Il serait, à mon sens, souhaitable que le Parlement examine un texte court, à l'automne 2002, afin de permettre son entrée en vigueur effective d'ici à la fin de l'année. Le temps nous est compté car, comme vous le savez, la négociation a évolué à l'échelon européen.

Le processus d'élaboration de la nouvelle directive s'est poursuivi, à Bruxelles, depuis 2001. La situation est particulièrement préoccupante : Nul ne sait ce que sera la conséquence de l'adoption de ce texte qui aura pour effet d'accélérer, pour la porter à son terme, la libéralisation du marché énergétique européen.

C'est pourquoi il m'apparaît non seulement souhaitable, mais aussi impératif, d'insister sur la nécessité, pour le Gouvernement français, de prendre la mesure des implications économiques et sociales de ce texte.
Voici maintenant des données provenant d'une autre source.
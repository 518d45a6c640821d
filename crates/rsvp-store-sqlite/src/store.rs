//! [`SqliteStore`], the SQLite implementation of [`RecordStore`].

use std::path::{Path, PathBuf};

use chrono::{SubsecRound as _, Utc};
use rusqlite::OptionalExtension as _;
use tracing::info;
use uuid::Uuid;

use rsvp_core::{
  record::{NewRsvp, RsvpRecord},
  store::RecordStore,
};

use crate::{
  encode::{RSVP_COLUMNS, RawRsvp, encode_attendance, encode_dt, encode_uuid},
  schema::SCHEMA,
  Error, Result,
};

/// Path value that selects an in-memory database.
pub const IN_MEMORY: &str = ":memory:";

// ─── Configuration ───────────────────────────────────────────────────────────

/// Where the store lives. With no `path` the store is built unconfigured:
/// it reports [`RecordStore::configured`] as `false` and refuses every call.
#[derive(Debug, Clone, Default)]
pub struct StoreConfig {
  pub path: Option<PathBuf>,
}

// ─── Store ───────────────────────────────────────────────────────────────────

/// An RSVP store backed by a single SQLite file.
///
/// Cloning is cheap; the inner connection is reference-counted.
#[derive(Clone)]
pub struct SqliteStore {
  conn: Option<tokio_rusqlite::Connection>,
}

impl SqliteStore {
  /// Build a store from `config`, opening the database if a path is set.
  pub async fn from_config(config: &StoreConfig) -> Result<Self> {
    match config.path.as_deref() {
      None => Ok(Self::unconfigured()),
      Some(p) if p == Path::new(IN_MEMORY) => Self::open_in_memory().await,
      Some(p) => Self::open(p).await,
    }
  }

  /// Open (or create) a store at `path` and run schema initialisation.
  pub async fn open(path: impl AsRef<Path>) -> Result<Self> {
    let path = path.as_ref();
    let conn = tokio_rusqlite::Connection::open(path).await?;
    let store = Self { conn: Some(conn) };
    store.init_schema().await?;
    info!(path = %path.display(), "opened rsvp store");
    Ok(store)
  }

  /// Open an in-memory store, for tests.
  pub async fn open_in_memory() -> Result<Self> {
    let conn = tokio_rusqlite::Connection::open_in_memory().await?;
    let store = Self { conn: Some(conn) };
    store.init_schema().await?;
    Ok(store)
  }

  /// A store with no database behind it.
  pub fn unconfigured() -> Self { Self { conn: None } }

  fn conn(&self) -> Result<&tokio_rusqlite::Connection> {
    self.conn.as_ref().ok_or(Error::NotConfigured)
  }

  async fn init_schema(&self) -> Result<()> {
    self
      .conn()?
      .call(|conn| {
        conn.execute_batch(SCHEMA)?;
        Ok(())
      })
      .await?;
    Ok(())
  }
}

// ─── RecordStore impl ────────────────────────────────────────────────────────

impl RecordStore for SqliteStore {
  type Error = Error;

  fn configured(&self) -> bool { self.conn.is_some() }

  async fn find_by_identity(&self, identity_number: &str) -> Result<Option<RsvpRecord>> {
    let identity = identity_number.to_owned();

    let raw: Option<RawRsvp> = self
      .conn()?
      .call(move |conn| {
        Ok(conn
          .query_row(
            &format!("SELECT {RSVP_COLUMNS} FROM rsvps WHERE identity_number = ?1 LIMIT 1"),
            rusqlite::params![identity],
            RawRsvp::from_row,
          )
          .optional()?)
      })
      .await?;

    raw.map(RawRsvp::into_record).transpose()
  }

  async fn create(&self, input: NewRsvp) -> Result<RsvpRecord> {
    // Truncated to the stored precision so the returned record equals what a
    // later read yields.
    let record = RsvpRecord {
      id:              Uuid::new_v4(),
      first_name:      input.first_name,
      last_name:       input.last_name,
      phone:           input.phone,
      identity_number: input.identity_number,
      attending:       input.attending,
      created_at:      Utc::now().trunc_subsecs(6),
    };

    let id_str        = encode_uuid(record.id);
    let first_name    = record.first_name.clone();
    let last_name     = record.last_name.clone();
    let phone         = record.phone.clone();
    let identity      = record.identity_number.clone();
    let attending_str = encode_attendance(record.attending);
    let at_str        = encode_dt(record.created_at);

    let inserted: bool = self
      .conn()?
      .call(move |conn| {
        let res = conn.execute(
          "INSERT INTO rsvps (
             id, first_name, last_name, phone, identity_number, attending, created_at
           ) VALUES (?1, ?2, ?3, ?4, ?5, ?6, ?7)",
          rusqlite::params![
            id_str,
            first_name,
            last_name,
            phone,
            identity,
            attending_str,
            at_str,
          ],
        );
        match res {
          Ok(_) => Ok(true),
          Err(rusqlite::Error::SqliteFailure(e, _))
            if e.extended_code == rusqlite::ffi::SQLITE_CONSTRAINT_UNIQUE =>
          {
            Ok(false)
          }
          Err(e) => Err(e.into()),
        }
      })
      .await?;

    if !inserted {
      return Err(Error::DuplicateIdentity(
        record.identity_number.unwrap_or_default(),
      ));
    }
    Ok(record)
  }

  async fn list_all(&self) -> Result<Vec<RsvpRecord>> {
    let raws: Vec<RawRsvp> = self
      .conn()?
      .call(|conn| {
        let mut stmt = conn.prepare(&format!(
          "SELECT {RSVP_COLUMNS} FROM rsvps ORDER BY created_at DESC, rowid DESC"
        ))?;
        let rows = stmt
          .query_map([], RawRsvp::from_row)?
          .collect::<rusqlite::Result<Vec<_>>>()?;
        Ok(rows)
      })
      .await?;

    raws.into_iter().map(RawRsvp::into_record).collect()
  }
}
Nous devons poursuivre les négociations en conservant à l'esprit le fait que bon nombre de nos partenaires ont procédé à une libéralisation apparente sans mettre en place de régulateur puissant ni faciliter l'accès des tiers au réseau, alors même que la France a suivi une démarche strictement inverse et qui porte ses fruits. Or le temps presse et joue contre nous : La négociation de la directive pourrait se conclure cet automne.

Pour pouvoir négocier à Bruxelles, nous devons être exemplaires : c'est pourquoi il nous faut procéder à une transposition rapide. Pour que cette modification soit, comprise par nos concitoyens, comme le souhaitait le président Gérard Larcher dans son allocution de ce matin, elle doit être entourée d'un véritable « pédagogie ». C'est pourquoi je revendique pour le Sénat, qui a travaillé sur ce texte, alors que nos collègues députés ont connu les bouleversements que l'on sait, la possibilité d'être saisi, en premier lieu, du projet de loi portant transposition de la directive gazière que, vous l'aurez compris, j'appelle de mes voeux.